Umur TALU
Yusuf Kardeşim gençlerin “kariyer planlaması”nda kendi güzergâhını izlemesini de bilmem tavsiye eder mi?
Nihayetinde genç yaşta Başbakanlık, Cumhurbaşkanlığı (bunları kendisi olmadı tabii) katlarında çalıştıktan sonra, yurt dışında “Ticari Ataşe” olarak bir göreve gönderilirken…
Belki o gün orada olduğuna pişmandır ama yolu Soma’dan geçmişti.
Yusuf Kardeşimizi Soma’da 301 işçinin kaza denen maden katliamında toprağa, dumana, gaza, toza boğulup öldüğünün ertesinde, yerde yatan işçiye attığı tekmeden tanıyor olabilirsiniz.
Maalesef hepimiz öyle tanıyoruz.
Belki iyi bir eş, iyi bir baba…
Ama tekme öylece kalıverdi!
Kendisi nedense ancak dört yıl sonra “tweet” atarak özür dilemişti.
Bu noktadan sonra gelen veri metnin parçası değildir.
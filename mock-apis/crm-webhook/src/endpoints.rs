use axum::body::Bytes;
use axum::extract::{Path, State};
use axum::http::HeaderMap;
use axum::response::Json;
use chrono::{DateTime, TimeDelta, Utc};
use serde::Serialize;
use serde_json::Value;

use mock_apis_common::utils::{
    format_timestamp, parse_json_body, serialize_timestamp, synthesize_id,
};
use mock_apis_common::{Error, ErrorDetails, LatencyRange};

use crate::webhook_log::{RECENT_ENTRIES, WebhookKind, WebhookLogEntry};
use crate::{AppState, AppStateData, SERVICE_NAME};

pub const IDEMPOTENCY_KEY_HEADER: &str = "x-idempotency-key";

pub const CREATED_LATENCY: LatencyRange = LatencyRange::new(200, 1200);
pub const UPDATED_LATENCY: LatencyRange = LatencyRange::new(100, 800);

/// Probability that a cancellation is swallowed without any response.
pub const CANCELLED_HANG_RATE: f64 = 0.05;

/// Probability that a contact lookup reports the contact as missing.
pub const CONTACT_NOT_FOUND_RATE: f64 = 0.1;

const CONTACT_MAX_AGE_DAYS: i64 = 30;

#[derive(Debug, Serialize)]
pub struct HealthResponse {
    pub status: &'static str,
    pub service: &'static str,
    pub failure_rate: f64,
    pub webhooks_received: usize,
}

pub async fn health_handler(
    State(AppStateData {
        faults,
        webhook_log,
    }): AppState,
) -> Json<HealthResponse> {
    Json(HealthResponse {
        status: "healthy",
        service: SERVICE_NAME,
        failure_rate: faults.failure_rate(),
        webhooks_received: webhook_log.len(),
    })
}

#[derive(Debug, Serialize)]
pub struct WebhookResponse {
    pub success: bool,
    #[serde(skip_serializing_if = "Option::is_none")]
    pub message: Option<&'static str>,
    #[serde(skip_serializing_if = "Option::is_none")]
    pub crm_id: Option<String>,
    #[serde(skip_serializing_if = "Option::is_none")]
    pub processed_at: Option<String>,
}

impl WebhookResponse {
    fn processed(crm_id: Option<String>, processed_at: DateTime<Utc>) -> Self {
        Self {
            success: true,
            message: None,
            crm_id,
            processed_at: Some(format_timestamp(processed_at)),
        }
    }

    /// The answer to a delivery whose idempotency key was already handled. Only `created`
    /// replays carry the original `crm_id`.
    fn replay(kind: WebhookKind, existing: WebhookLogEntry) -> Self {
        Self {
            success: true,
            message: Some("Already processed"),
            crm_id: match kind {
                WebhookKind::AppointmentCreated => existing.crm_id,
                WebhookKind::AppointmentUpdated | WebhookKind::AppointmentCancelled => None,
            },
            processed_at: None,
        }
    }
}

fn idempotency_key(headers: &HeaderMap) -> Result<String, Error> {
    headers
        .get(IDEMPOTENCY_KEY_HEADER)
        .and_then(|value| value.to_str().ok())
        .filter(|key| !key.is_empty())
        .map(ToString::to_string)
        .ok_or_else(|| Error::new(ErrorDetails::MissingIdempotencyKey))
}

/// Shared dedup, failure and logging path for the appointment webhooks.
///
/// A key already in the log is answered from the log and never fails. Otherwise the
/// delivery may fail with a `503` (and is then not logged), or is processed after `latency`
/// and appended to the log.
async fn process_webhook(
    AppStateData {
        faults,
        webhook_log,
    }: AppStateData,
    kind: WebhookKind,
    idempotency_key: String,
    body: &[u8],
    latency: Option<LatencyRange>,
) -> Result<Json<WebhookResponse>, Error> {
    let payload: Value = parse_json_body(body)?;

    if let Some(existing) = webhook_log.find(&idempotency_key) {
        tracing::info!(%kind, %idempotency_key, "Duplicate webhook detected");
        return Ok(Json(WebhookResponse::replay(kind, existing)));
    }

    faults.check_availability().inspect_err(|_| {
        tracing::info!(%kind, %idempotency_key, "Simulating failure for webhook");
    })?;

    if let Some(latency) = latency {
        faults.simulate_latency(latency).await;
    }

    let now = Utc::now();
    let crm_id = match kind {
        WebhookKind::AppointmentCreated => Some(synthesize_id("crm", now)),
        WebhookKind::AppointmentUpdated | WebhookKind::AppointmentCancelled => None,
    };
    let appointment_id = payload.get("appointment_id").cloned();

    let entry = WebhookLogEntry {
        idempotency_key: idempotency_key.clone(),
        crm_id: crm_id.clone(),
        kind,
        payload,
        received_at: now,
    };

    // Another delivery of the same key may have finished while this one was sleeping
    if let Some(existing) = webhook_log.insert_if_absent(entry) {
        tracing::info!(%kind, %idempotency_key, "Duplicate webhook detected after processing");
        return Ok(Json(WebhookResponse::replay(kind, existing)));
    }

    tracing::info!(
        %kind,
        %idempotency_key,
        appointment_id = ?appointment_id,
        crm_id = ?crm_id,
        "Webhook processed"
    );
    Ok(Json(WebhookResponse::processed(crm_id, now)))
}

/// POST /webhooks/appointment-created
pub async fn appointment_created_handler(
    State(state): AppState,
    headers: HeaderMap,
    body: Bytes,
) -> Result<Json<WebhookResponse>, Error> {
    let key = idempotency_key(&headers)?;
    process_webhook(
        state,
        WebhookKind::AppointmentCreated,
        key,
        &body,
        Some(CREATED_LATENCY),
    )
    .await
}

/// POST /webhooks/appointment-updated
pub async fn appointment_updated_handler(
    State(state): AppState,
    headers: HeaderMap,
    body: Bytes,
) -> Result<Json<WebhookResponse>, Error> {
    let key = idempotency_key(&headers)?;
    process_webhook(
        state,
        WebhookKind::AppointmentUpdated,
        key,
        &body,
        Some(UPDATED_LATENCY),
    )
    .await
}

/// POST /webhooks/appointment-cancelled
///
/// Occasionally never answers, so clients have to rely on their own timeouts.
pub async fn appointment_cancelled_handler(
    State(state): AppState,
    headers: HeaderMap,
    body: Bytes,
) -> Result<Json<WebhookResponse>, Error> {
    let key = idempotency_key(&headers)?;

    if state.faults.chance(CANCELLED_HANG_RATE) {
        tracing::info!(idempotency_key = %key, "Simulating timeout for webhook");
        return std::future::pending().await;
    }

    process_webhook(state, WebhookKind::AppointmentCancelled, key, &body, None).await
}

#[derive(Debug, Serialize)]
pub struct WebhookLogResponse {
    pub total_received: usize,
    pub webhooks: Vec<WebhookLogEntry>,
}

/// GET /webhooks/log - The most recent deliveries, for debugging
pub async fn webhook_log_handler(
    State(AppStateData { webhook_log, .. }): AppState,
) -> Json<WebhookLogResponse> {
    Json(WebhookLogResponse {
        total_received: webhook_log.len(),
        webhooks: webhook_log.recent(RECENT_ENTRIES),
    })
}

#[derive(Debug, Serialize)]
pub struct ClearLogResponse {
    pub message: &'static str,
}

/// DELETE /webhooks/log
pub async fn clear_webhook_log_handler(
    State(AppStateData { webhook_log, .. }): AppState,
) -> Json<ClearLogResponse> {
    let cleared = webhook_log.clear();
    tracing::info!(cleared, "Cleared webhook log");
    Json(ClearLogResponse {
        message: "Webhook log cleared",
    })
}

#[derive(Debug, Serialize)]
pub struct Contact {
    pub id: String,
    pub email: String,
    pub name: String,
    pub phone: &'static str,
    pub tags: [&'static str; 2],
    pub score: f64,
    #[serde(serialize_with = "serialize_timestamp")]
    pub created_at: DateTime<Utc>,
}

/// GET /contacts/{contact_id} - A made-up contact record
pub async fn contact_handler(
    State(AppStateData { faults, .. }): AppState,
    Path(contact_id): Path<String>,
) -> Result<Json<Contact>, Error> {
    faults.check_availability()?;

    if faults.chance(CONTACT_NOT_FOUND_RATE) {
        return Err(ErrorDetails::ContactNotFound { contact_id }.into());
    }

    let score = faults.uniform(0.0, 100.0);
    let max_age_ms = TimeDelta::days(CONTACT_MAX_AGE_DAYS).num_milliseconds() as f64;
    let age = TimeDelta::milliseconds(faults.uniform(0.0, max_age_ms) as i64);

    let email = format!("contact{contact_id}@example.com");
    let name = format!("Contact {contact_id}");
    Ok(Json(Contact {
        id: contact_id,
        email,
        name,
        phone: "+1234567890",
        tags: ["lead", "scheduled"],
        score,
        created_at: Utc::now() - age,
    }))
}
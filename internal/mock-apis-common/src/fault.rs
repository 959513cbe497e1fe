//! Failure and latency injection.
//!
//! Every random decision a mock service makes (whether to fail, how long to stall, which
//! slots are free) goes through a [`FaultInjector`], which draws from a pluggable
//! [`RandomSource`]. Production binaries use the thread RNG (or a seeded RNG for
//! reproducible runs); tests pin outcomes with [`FixedRandom`] or [`ScriptedRandom`].

use std::collections::VecDeque;
use std::sync::{Arc, Mutex, PoisonError};
use std::time::Duration;

use rand::rngs::StdRng;
use rand::{Rng, SeedableRng};

use crate::error::{Error, ErrorDetails, RETRY_AFTER_SECS};

pub trait RandomSource: std::fmt::Debug + Send + Sync {
    /// Returns a value uniformly distributed in `[0, 1)`.
    fn next_f64(&self) -> f64;
}

/// Draws from the thread-local RNG.
#[derive(Debug, Default)]
pub struct ThreadRandom;

impl RandomSource for ThreadRandom {
    fn next_f64(&self) -> f64 {
        rand::rng().random::<f64>()
    }
}

/// A deterministic RNG, so a failing integration run can be replayed with the same seed.
#[derive(Debug)]
pub struct SeededRandom(Mutex<StdRng>);

impl SeededRandom {
    pub fn new(seed: u64) -> Self {
        Self(Mutex::new(StdRng::seed_from_u64(seed)))
    }
}

impl RandomSource for SeededRandom {
    fn next_f64(&self) -> f64 {
        self.0
            .lock()
            .unwrap_or_else(PoisonError::into_inner)
            .random::<f64>()
    }
}

/// Always returns the same value.
///
/// `FixedRandom(0.0)` makes every probabilistic branch fire, while `FixedRandom(0.99)` makes
/// none of them fire (short of a probability of 1).
#[derive(Debug, Clone, Copy)]
pub struct FixedRandom(pub f64);

impl RandomSource for FixedRandom {
    fn next_f64(&self) -> f64 {
        self.0
    }
}

/// Returns the queued values in order, then `fallback` forever.
#[derive(Debug)]
pub struct ScriptedRandom {
    values: Mutex<VecDeque<f64>>,
    fallback: f64,
}

impl ScriptedRandom {
    pub fn new(values: impl IntoIterator<Item = f64>, fallback: f64) -> Self {
        Self {
            values: Mutex::new(values.into_iter().collect()),
            fallback,
        }
    }
}

impl RandomSource for ScriptedRandom {
    fn next_f64(&self) -> f64 {
        self.values
            .lock()
            .unwrap_or_else(PoisonError::into_inner)
            .pop_front()
            .unwrap_or(self.fallback)
    }
}

/// An inclusive-exclusive range of simulated processing time, in milliseconds.
#[derive(Debug, Clone, Copy, PartialEq, Eq)]
pub struct LatencyRange {
    pub min_ms: u64,
    pub max_ms: u64,
}

impl LatencyRange {
    pub const fn new(min_ms: u64, max_ms: u64) -> Self {
        Self { min_ms, max_ms }
    }
}

#[derive(Clone, Debug)]
pub struct FaultInjector {
    failure_rate: f64,
    source: Arc<dyn RandomSource>,
}

impl FaultInjector {
    pub fn new(failure_rate: f64, source: Arc<dyn RandomSource>) -> Self {
        Self {
            failure_rate: failure_rate.clamp(0.0, 1.0),
            source,
        }
    }

    /// Uses the thread RNG, or a seeded RNG when `seed` is given.
    pub fn from_seed(failure_rate: f64, seed: Option<u64>) -> Self {
        let source: Arc<dyn RandomSource> = match seed {
            Some(seed) => Arc::new(SeededRandom::new(seed)),
            None => Arc::new(ThreadRandom),
        };
        Self::new(failure_rate, source)
    }

    pub fn failure_rate(&self) -> f64 {
        self.failure_rate
    }

    /// Returns `true` with the given probability.
    pub fn chance(&self, probability: f64) -> bool {
        self.source.next_f64() < probability
    }

    /// Returns `true` with probability `failure_rate`.
    pub fn should_fail(&self) -> bool {
        self.chance(self.failure_rate)
    }

    /// Fails with a `503` (and `retry_after`) with probability `failure_rate`.
    pub fn check_availability(&self) -> Result<(), Error> {
        if self.should_fail() {
            return Err(Error::new(ErrorDetails::ServiceUnavailable {
                retry_after: RETRY_AFTER_SECS,
            }));
        }
        Ok(())
    }

    /// A uniformly distributed value in `[low, high)`.
    pub fn uniform(&self, low: f64, high: f64) -> f64 {
        low + self.source.next_f64() * (high - low)
    }

    pub fn latency(&self, range: LatencyRange) -> Duration {
        let span = range.max_ms.saturating_sub(range.min_ms);
        let jitter = (self.source.next_f64() * span as f64) as u64;
        Duration::from_millis(range.min_ms + jitter.min(span))
    }

    /// Sleeps for a random duration in `range` without blocking other requests.
    pub async fn simulate_latency(&self, range: LatencyRange) {
        let delay = self.latency(range);
        tracing::debug!("Simulating {}ms of processing latency", delay.as_millis());
        tokio::time::sleep(delay).await;
    }
}
use axum::body::Bytes;
use axum::extract::{Path, Query, State};
use axum::response::Json;
use chrono::{DateTime, Utc};
use serde::{Deserialize, Serialize};
use serde_json::Value;

use mock_apis_common::utils::{parse_json_body, serialize_timestamp, synthesize_id};
use mock_apis_common::{Error, ErrorDetails, LatencyRange};

use crate::slots::{self, AvailabilitySlot};
use crate::{AppState, AppStateData, SERVICE_NAME};

pub const COACH_TIMEZONE: &str = "America/New_York";

pub const AVAILABILITY_LATENCY: LatencyRange = LatencyRange::new(100, 600);
pub const BLOCK_SLOT_LATENCY: LatencyRange = LatencyRange::new(50, 350);

/// Probability that a block request collides with an existing booking.
pub const SLOT_CONFLICT_RATE: f64 = 0.05;

#[derive(Debug, Serialize)]
pub struct HealthResponse {
    pub status: &'static str,
    pub service: &'static str,
}

pub async fn health_handler() -> Json<HealthResponse> {
    Json(HealthResponse {
        status: "healthy",
        service: SERVICE_NAME,
    })
}

#[derive(Debug, Deserialize)]
pub struct AvailabilityQuery {
    pub days: Option<String>,
}

#[derive(Debug, Serialize)]
pub struct AvailabilityResponse {
    pub coach_id: String,
    pub timezone: &'static str,
    pub slots: Vec<AvailabilitySlot>,
    pub total_available: usize,
    #[serde(serialize_with = "serialize_timestamp")]
    pub generated_at: DateTime<Utc>,
}

/// GET /coaches/{coach_id}/availability - Randomized free slots for the coming days
pub async fn availability_handler(
    State(AppStateData { faults }): AppState,
    Path(coach_id): Path<String>,
    Query(query): Query<AvailabilityQuery>,
) -> Result<Json<AvailabilityResponse>, Error> {
    faults.check_availability()?;
    faults.simulate_latency(AVAILABILITY_LATENCY).await;

    let days = slots::resolve_days(query.days.as_deref());
    let now = Utc::now();
    let slots = slots::generate_slots(now.date_naive(), days, &faults);
    tracing::debug!(%coach_id, days, slots = slots.len(), "Generated availability");

    Ok(Json(AvailabilityResponse {
        coach_id,
        timezone: COACH_TIMEZONE,
        total_available: slots.len(),
        slots,
        generated_at: now,
    }))
}

#[derive(Debug, Default, Deserialize)]
pub struct BlockSlotRequest {
    #[serde(default)]
    pub start_time: Option<String>,
    #[serde(default)]
    pub end_time: Option<String>,
}

#[derive(Debug, Serialize)]
pub struct BlockSlotResponse {
    pub success: bool,
    pub coach_id: String,
    pub start_time: Option<String>,
    pub end_time: Option<String>,
    #[serde(serialize_with = "serialize_timestamp")]
    pub blocked_at: DateTime<Utc>,
    pub block_id: String,
}

/// POST /coaches/{coach_id}/block-slot - Pretend to reserve a slot
///
/// The requested times are echoed back without validation. A small fraction of requests
/// report a conflict, which takes precedence over injected unavailability.
pub async fn block_slot_handler(
    State(AppStateData { faults }): AppState,
    Path(coach_id): Path<String>,
    body: Bytes,
) -> Result<Json<BlockSlotResponse>, Error> {
    let BlockSlotRequest {
        start_time,
        end_time,
    } = parse_json_body(&body)?;

    if faults.chance(SLOT_CONFLICT_RATE) {
        return Err(ErrorDetails::SlotConflict {
            coach_id,
            start_time,
            end_time,
        }
        .into());
    }
    faults.check_availability()?;
    faults.simulate_latency(BLOCK_SLOT_LATENCY).await;

    let now = Utc::now();
    let block_id = synthesize_id("block", now);
    tracing::info!(%coach_id, %block_id, "Blocked slot");

    Ok(Json(BlockSlotResponse {
        success: true,
        coach_id,
        start_time,
        end_time,
        blocked_at: now,
        block_id,
    }))
}

#[derive(Debug, Default, Deserialize)]
pub struct ReleaseSlotRequest {
    #[serde(default)]
    pub block_id: Option<String>,
}

#[derive(Debug, Serialize)]
pub struct ReleaseSlotResponse {
    pub success: bool,
    pub coach_id: String,
    pub block_id: Option<String>,
    #[serde(serialize_with = "serialize_timestamp")]
    pub released_at: DateTime<Utc>,
}

/// POST /coaches/{coach_id}/release-slot - Always succeeds, whether or not the block exists
pub async fn release_slot_handler(
    Path(coach_id): Path<String>,
    body: Bytes,
) -> Result<Json<ReleaseSlotResponse>, Error> {
    let ReleaseSlotRequest { block_id } = parse_json_body(&body)?;
    Ok(Json(ReleaseSlotResponse {
        success: true,
        coach_id,
        block_id,
        released_at: Utc::now(),
    }))
}

#[derive(Debug, Serialize)]
pub struct WorkingHours {
    pub start: &'static str,
    pub end: &'static str,
    pub timezone: &'static str,
}

#[derive(Debug, Serialize)]
pub struct AvailabilityRules {
    pub min_notice_hours: u32,
    pub max_advance_days: u32,
    pub buffer_minutes: u32,
}

#[derive(Debug, Serialize)]
pub struct CalendarSettings {
    pub coach_id: String,
    pub working_hours: WorkingHours,
    pub availability_rules: AvailabilityRules,
    pub blocked_dates: &'static [&'static str],
}

const BLOCKED_DATES: &[&str] = &["2024-12-25", "2024-12-26", "2025-01-01"];

/// GET /coaches/{coach_id}/settings - The same canned configuration for every coach
pub async fn settings_handler(Path(coach_id): Path<String>) -> Json<CalendarSettings> {
    Json(CalendarSettings {
        coach_id,
        working_hours: WorkingHours {
            start: "09:00",
            end: "17:00",
            timezone: COACH_TIMEZONE,
        },
        availability_rules: AvailabilityRules {
            min_notice_hours: 2,
            max_advance_days: 30,
            buffer_minutes: 5,
        },
        blocked_dates: BLOCKED_DATES,
    })
}

#[derive(Debug, Serialize)]
pub struct WebhookAck {
    pub received: bool,
    #[serde(serialize_with = "serialize_timestamp")]
    pub timestamp: DateTime<Utc>,
}

/// POST /webhooks/calendar-update - Log whatever arrives and acknowledge it
pub async fn calendar_update_handler(body: Bytes) -> Json<WebhookAck> {
    match serde_json::from_slice::<Value>(&body) {
        Ok(payload) => tracing::info!(%payload, "Received calendar update webhook"),
        Err(_) => tracing::info!(
            payload = %String::from_utf8_lossy(&body),
            "Received calendar update webhook with a non-JSON body"
        ),
    }
    Json(WebhookAck {
        received: true,
        timestamp: Utc::now(),
    })
}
Gerçekten insan pişmanlık duyar, kahrolur, özür dileyebilir ve bunu da anlamak gerekebilir.
Ama dört yıl sonra?!
O arada kariyer devam etti. Yerinden, makamından, güzergâhından olmadı. Birileri ona belki “sus, unutulur” dedi. Belki çekindi. Belki çekinmedi bile. Tam bilmiyoruz elbette ruh halini de, iktidar ve gücün içindeki konforunu da.
İşte mesele o zaten:
Kendini gücün, kudretin, kuvvetin, makamın, iktidarın bir parçası, hatta kendisi saymak.
Boynunu eğerken efendine, tekmeni yerde yatana defalarca sallamak.
301 işçinin ölümüyle öfkeli bir madencinin “devlet Mercedes”ine değip vurmasının cezası olarak, “özel” polisin yere devirmesiyle bir anda takım elbiseli şiddetini kusmak.
Sanırım İmam Hatip’te bile öğretmişlerdir, “Düşene vurulmaz” diye.
Tabii sadece onu hatırlıyoruz ama orada üniformalı bir polis de vardı. O da ayrı felaketti. Yerde yatan birine vurdu, vurulmasını kolaylaştırdı, vurana müdahale etmeyi bile düşünmedi. Bundan ötürü amirleri ona hesap sormadı.
Sağ olsun iktidar sözcüsü Ömer Çelik, “Adana’da tarikat yürüyüşünde polis orantısız güç kullanmıştır” diyor, 2022’de, coplar, gazlar, tekmeler yerde yatanların yüzüne, kafasına, sırtına indikten sonra.
2022 Adana Polisi demez mi, “Soma’da yerde yatan işçiye tekme vurana bir şey olmadı, devletin zirvesinde göreve devam etti, o ayağının uğuruyla bir de Almanya’da ticari ataşe filan yapıldı” diye!
Esas sorun, güçsüze vurmayı güç gösterisi yapmaktı Yusuf Kardeş.
Çünkü sonrasında, güçsüz daha güçsüzleştirilirken, sizler korunup kollanarak gücün yanında hayata devam ettiniz.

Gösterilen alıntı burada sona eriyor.